Un ton sybillin. L'esquisse d'un sourire teinté d'une ironie feutrée : " Ah, vous avez remarqué... " Difficile de faire autrement. Quatre femmes à la tête d'un syndicat de médecins, ce n'est pas si courant. Depuis le 6 février donc, Sandrine Buscail (présidente), Charlotte Tourmente (vice-présidente), Sophie Rachou (secrétaire générale) et Véronique Batardy (trésorière) partagent la direction du Syndicat national des jeunes médecins généralistes (SNJMG). Avec un objectif clairement affiché : " C'est sur les dossiers que nous ferons avancer que nous serons jugées, expliquent-t-elles à l'unisson, le fait que nous soyons des filles ne change rien à l'affaire. Reposez-nous la question d'une éventuelle spécificité féminine dans l'approche des questions syndicales au terme de notre mandat, l'année prochaine, et nous serons certainement plus à même de vous répondre. " Parmi les dossiers qui leur tiennent à cœur : la permanence des soins, le sixième semestre " qui doit être un véritable moment d'exercice de la médecine générale " et le statut du collaborateur salarié. " Parce que le paysage médical suit, avec un léger décalage, la mutation de la société.

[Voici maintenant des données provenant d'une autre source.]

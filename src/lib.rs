//! SMILES parsing and writing, structural validation, and fingerprint similarity over a
//! shared molecular graph.

mod element;
pub use element::*;

mod molecule;
pub use molecule::*;

mod parse;
pub use parse::*;

mod validate;
pub use validate::*;

mod fingerprint;
pub use fingerprint::*;

mod library;
pub use library::*;

/// Install a global `tracing` subscriber printing events at `level` and above.
///
/// Unknown level names fall back to `info`. Calling this again is harmless, which lets
/// every test start with it.
pub fn init_logging(level: &str) {
    let level = level.parse::<tracing::Level>().unwrap_or(tracing::Level::INFO);
    let _ = tracing_subscriber::fmt()
        .with_max_level(level)
        .with_test_writer()
        .try_init();
}
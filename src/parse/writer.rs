use crate::element;
use crate::molecule::{Atom, AtomId, BondId, BondKind, Molecule};
use std::collections::{HashMap, HashSet};
use std::fmt::Write;

/// A bond left out of the spanning tree, written as a pair of ring labels.
#[derive(Debug, Clone)]
struct RingClosure {
    opening: AtomId, // written first; carries the bare label
    closing: AtomId, // written later; carries the bond symbol and the label
    bond: BondKind,
    label: usize,
}

/// Convert a molecule into SMILES text.
///
/// Traversal is a depth-first search from the first atom, visiting neighbors in bond-list
/// order. The output is not canonical: reordering atoms or bonds can change it.
/// Atoms unreachable from the first atom are written as extra `.`-separated fragments.
pub fn to_smiles(molecule: &Molecule) -> String {
    let mut writer = SmilesWriter::new(molecule);
    let mut result = String::new();
    for atom in molecule.atoms() {
        if writer.visited.contains(&atom.id) {
            continue;
        }
        if !result.is_empty() {
            result.push('.');
        }
        writer.span(atom.id);
        writer.write_atom(atom.id, &mut result);
    }
    result
}

struct SmilesWriter<'a> {
    molecule: &'a Molecule,
    visited: HashSet<AtomId>,
    /// bonds that are either spanning-tree edges or recorded ring closures
    used_bonds: HashSet<BondId>,
    children: HashMap<AtomId, Vec<(AtomId, BondKind)>>,
    ring_closures: Vec<RingClosure>,
    next_label: usize,
}

impl<'a> SmilesWriter<'a> {
    fn new(molecule: &'a Molecule) -> Self {
        Self {
            molecule,
            visited: HashSet::new(),
            used_bonds: HashSet::new(),
            children: HashMap::new(),
            ring_closures: Vec::new(),
            next_label: 0,
        }
    }

    /// First pass: compute a spanning tree (via DFS) and record every back edge as a
    /// ring closure. A back edge always leads to an ancestor, which is written earlier.
    fn span(&mut self, current: AtomId) {
        self.visited.insert(current);
        let neighbors: Vec<(AtomId, BondId, BondKind)> = self
            .molecule
            .neighbors(current)
            .map(|(nbr, bond)| (nbr, bond.id, bond.kind))
            .collect();

        for (nbr, bond_id, kind) in neighbors {
            if !self.used_bonds.insert(bond_id) {
                continue;
            }
            if self.visited.contains(&nbr) {
                self.ring_closures.push(RingClosure {
                    opening: nbr,
                    closing: current,
                    bond: kind,
                    label: 0,
                });
            } else {
                self.children.entry(current).or_default().push((nbr, kind));
                self.span(nbr);
            }
        }
    }

    /// Second pass: write the spanning tree, inserting ring-closure labels and wrapping
    /// every child except the last in parentheses.
    fn write_atom(&mut self, current: AtomId, result: &mut String) {
        if let Some(atom) = self.molecule.atom(current) {
            result.push_str(&atom_token(atom));
        }

        for closure in self.ring_closures.iter().filter(|rc| rc.closing == current) {
            result.push_str(closure.bond.symbol());
            result.push_str(&format_ring(closure.label));
        }
        for closure in self.ring_closures.iter_mut().filter(|rc| rc.opening == current) {
            self.next_label += 1;
            closure.label = self.next_label;
            result.push_str(&format_ring(closure.label));
        }

        let children = self.children.remove(&current).unwrap_or_default();
        if let Some(((last, last_bond), branches)) = children.split_last() {
            for (child, bond) in branches {
                result.push('(');
                result.push_str(bond.symbol());
                self.write_atom(*child, result);
                result.push(')');
            }
            result.push_str(last_bond.symbol());
            self.write_atom(*last, result);
        }
    }
}

/// The token for one atom: bare symbol in the organic subset, bracket form otherwise.
pub fn atom_token(atom: &Atom) -> String {
    let symbol = if atom.aromatic && element::is_aromatic_capable(&atom.symbol) {
        atom.symbol.to_lowercase()
    } else {
        atom.symbol.clone()
    };

    let needs_brackets = !element::is_organic_subset(&atom.symbol)
        || atom.formal_charge != 0
        || atom.is_chiral;
    if !needs_brackets {
        return symbol;
    }

    let mut token = format!("[{symbol}");
    match atom.chirality {
        Some('R') => token.push_str("@@"),
        Some('S') => token.push('@'),
        _ => {}
    }
    if atom.implicit_hydrogens > 0 {
        token.push('H');
        if atom.implicit_hydrogens > 1 {
            let _ = write!(token, "{}", atom.implicit_hydrogens);
        }
    }
    if atom.formal_charge != 0 {
        token.push(if atom.formal_charge > 0 { '+' } else { '-' });
        let magnitude = atom.formal_charge.unsigned_abs();
        if magnitude > 1 {
            let _ = write!(token, "{magnitude}");
        }
    }
    token.push(']');
    token
}

/// Ring labels above 9 take the two-digit `%nn` form, and labels above 99 the `%(nnn)` form.
fn format_ring(label: usize) -> String {
    match label {
        0..=9 => label.to_string(),
        10..=99 => format!("%{label}"),
        _ => format!("%({label})"),
    }
}

fn is_allowed(c: char) -> bool {
    c.is_ascii_alphanumeric() || "@+-=#():/\\%.[]".contains(c)
}

/// Purely syntactic check: allowed characters, balanced `()` and non-nested, balanced `[]`.
///
/// No chemistry is checked. Empty text is rejected.
pub fn is_valid_syntax(smiles: &str) -> bool {
    if smiles.is_empty() {
        return false;
    }
    let mut depth = 0usize;
    let mut in_bracket = false;
    for c in smiles.chars() {
        if !is_allowed(c) {
            return false;
        }
        match c {
            '[' if in_bracket => return false,
            '[' => in_bracket = true,
            ']' if !in_bracket => return false,
            ']' => in_bracket = false,
            '(' | ')' if in_bracket => return false,
            '(' => depth += 1,
            ')' => match depth.checked_sub(1) {
                Some(d) => depth = d,
                None => return false,
            },
            _ => {}
        }
    }
    depth == 0 && !in_bracket
}

#[cfg(test)]
mod tests {
    use super::*;
    use crate::molecule::{Atom, BondKind};
    use crate::parse_smiles;

    fn bond_kinds(molecule: &Molecule) -> Vec<BondKind> {
        let mut kinds: Vec<BondKind> = molecule.bonds().iter().map(|b| b.kind).collect();
        kinds.sort();
        kinds
    }

    fn check_round_trip(smiles: &str) {
        let molecule = parse_smiles(smiles);
        let written = to_smiles(&molecule);
        let reparsed = parse_smiles(&written);
        assert_eq!(
            molecule.atom_count(),
            reparsed.atom_count(),
            "{smiles} -> {written}"
        );
        assert_eq!(bond_kinds(&molecule), bond_kinds(&reparsed), "{smiles} -> {written}");
        assert!(is_valid_syntax(&written), "{written}");
    }

    #[test]
    fn test_linear_chain_has_no_parentheses() {
        assert_eq!(to_smiles(&parse_smiles("CCO")), "CCO");
        assert_eq!(to_smiles(&parse_smiles("C=CC#N")), "C=CC#N");
    }

    #[test]
    fn test_branches() {
        assert_eq!(to_smiles(&parse_smiles("CC(C)C")), "CC(C)C");
        assert_eq!(to_smiles(&parse_smiles("CC(=O)O")), "CC(=O)O");
    }

    #[test]
    fn test_ring_closures() {
        assert_eq!(to_smiles(&parse_smiles("C1CCCCC1")), "C1CCCCC1");
        assert_eq!(to_smiles(&parse_smiles("C1=CCCCC1")), "C1=CCCCC1");
        // labels are never reused
        assert_eq!(to_smiles(&parse_smiles("C1CC1C1CC1")), "C1CC1C2CC2");
    }

    #[test]
    fn test_ring_bond_symbol_on_closing_atom() {
        let mut molecule = Molecule::new();
        for id in 0..4 {
            molecule.add_atom(Atom::new(id, "C")).unwrap();
        }
        molecule.add_bond(0, 1, BondKind::Single).unwrap();
        molecule.add_bond(1, 2, BondKind::Single).unwrap();
        molecule.add_bond(2, 3, BondKind::Single).unwrap();
        molecule.add_bond(3, 0, BondKind::Double).unwrap();
        assert_eq!(to_smiles(&molecule), "C1CCC=1");
    }

    #[test]
    fn test_bracket_tokens() {
        assert_eq!(atom_token(&Atom::new(0, "N").with_charge(1).with_hydrogens(4)), "[NH4+]");
        assert_eq!(atom_token(&Atom::new(0, "O").with_charge(-1)), "[O-]");
        assert_eq!(atom_token(&Atom::new(0, "Fe").with_charge(3)), "[Fe+3]");
        assert_eq!(atom_token(&Atom::new(0, "Na")), "[Na]");
        assert_eq!(
            atom_token(&Atom::new(0, "C").with_hydrogens(1).with_chirality(Some('R'))),
            "[C@@H]"
        );
        assert_eq!(
            atom_token(&Atom::new(0, "C").with_chirality(Some('S'))),
            "[C@]"
        );
        // hydrogens only show up in bracket form
        assert_eq!(atom_token(&Atom::new(0, "C").with_hydrogens(4)), "C");
        assert_eq!(atom_token(&Atom::new(0, "C").aromatic()), "c");
    }

    #[test]
    fn test_empty_molecule() {
        assert_eq!(to_smiles(&Molecule::new()), "");
    }

    #[test]
    fn test_disconnected_fragments() {
        assert_eq!(to_smiles(&parse_smiles("[Na+].[Cl-]")), "[Na+].[Cl-]");
    }

    #[test]
    fn test_round_trips() {
        for smiles in [
            "CCO",
            "C1CCCCC1",
            "c1ccccc1",
            "CC(=O)Oc1ccccc1C(=O)O",
            "C1CNCCN1c(c2)c(F)cc3c2N(C4CC4)C=C(C3=O)C(=O)O",
            "N[C@@H](Cc1ccccc1)C(=O)O",
            "C12C3C4C1C5C2C3C45",
            "[NH4+].[O-]C(=O)C",
            "C#CC=CC(Cl)(Br)I",
        ] {
            check_round_trip(smiles);
        }
    }

    #[test]
    fn test_many_ring_labels() {
        let smiles = "C1CC1".repeat(100);
        let molecule = parse_smiles(&smiles);
        assert_eq!(molecule.bond_count(), 399);

        let written = to_smiles(&molecule);
        assert!(written.contains("%99"), "{written}");
        assert!(written.contains("%(100)"), "{written}");
        let reparsed = parse_smiles(&written);
        assert_eq!(reparsed.atom_count(), 300);
        assert_eq!(reparsed.bond_count(), molecule.bond_count());
        assert!(is_valid_syntax(&written));
    }

    #[test]
    fn test_syntax_check() {
        assert!(is_valid_syntax("CCO"));
        assert!(is_valid_syntax("C1CC(=O)[NH3+]CC1"));
        assert!(is_valid_syntax("F/C=C\\F"));
        assert!(is_valid_syntax("C%(100)CC%(100)"));
        assert!(!is_valid_syntax(""));
        assert!(!is_valid_syntax("CC(C"));
        assert!(!is_valid_syntax("CC)C("));
        assert!(!is_valid_syntax("C[NH4"));
        assert!(!is_valid_syntax("C[[N]]"));
        assert!(!is_valid_syntax("CC O"));
        assert!(!is_valid_syntax("C*C"));
    }
}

Je crois que nous assistons à un changement de paradigme. Notre présence à la tête du syndicat en est d'ailleurs la preuve. Le terme de féminisation de la profession est encore trop souvent synonyme de contraintes, de pesanteurs. Nous ne sommes pas des boulets. Je crois, au contraire, que nous sommes des révélateurs. Aujourd'hui, hommes comme femmes, les jeunes médecins aspirent à faire rimer qualité des soins et qualité de vie. Il s'agit plus d'une approche générationnelle que d'une répartition sexuée des rôles ", estime le Dr Buscail. Reste que la parité n'est pas encore de mise dans les instances décisionnaires. " Bien sûr, nous avons le respect de nos aînés, renchérit le Dr Rachou, mais à quand une femme à la présidence de MG-France, du SML ou de la CSMF ? " Pire, poursuit l'insolente : " Je me réjouis du lancement d'une enquête à l'Ordre sur "les femmes médecins et les étudiantes en médecine", ainsi que de la création d'une commission "jeunes médecins", mais quelle en sera la répercussion ? " Qu'on se le dise, ces trois mousquetaires ne tirent pas à fleurets mouchetés. Et revendiquent leur juste place dans les instances influant sur la réforme d'un système de santé, " dont nous sommes partie prenante ". Ni plus ni moins.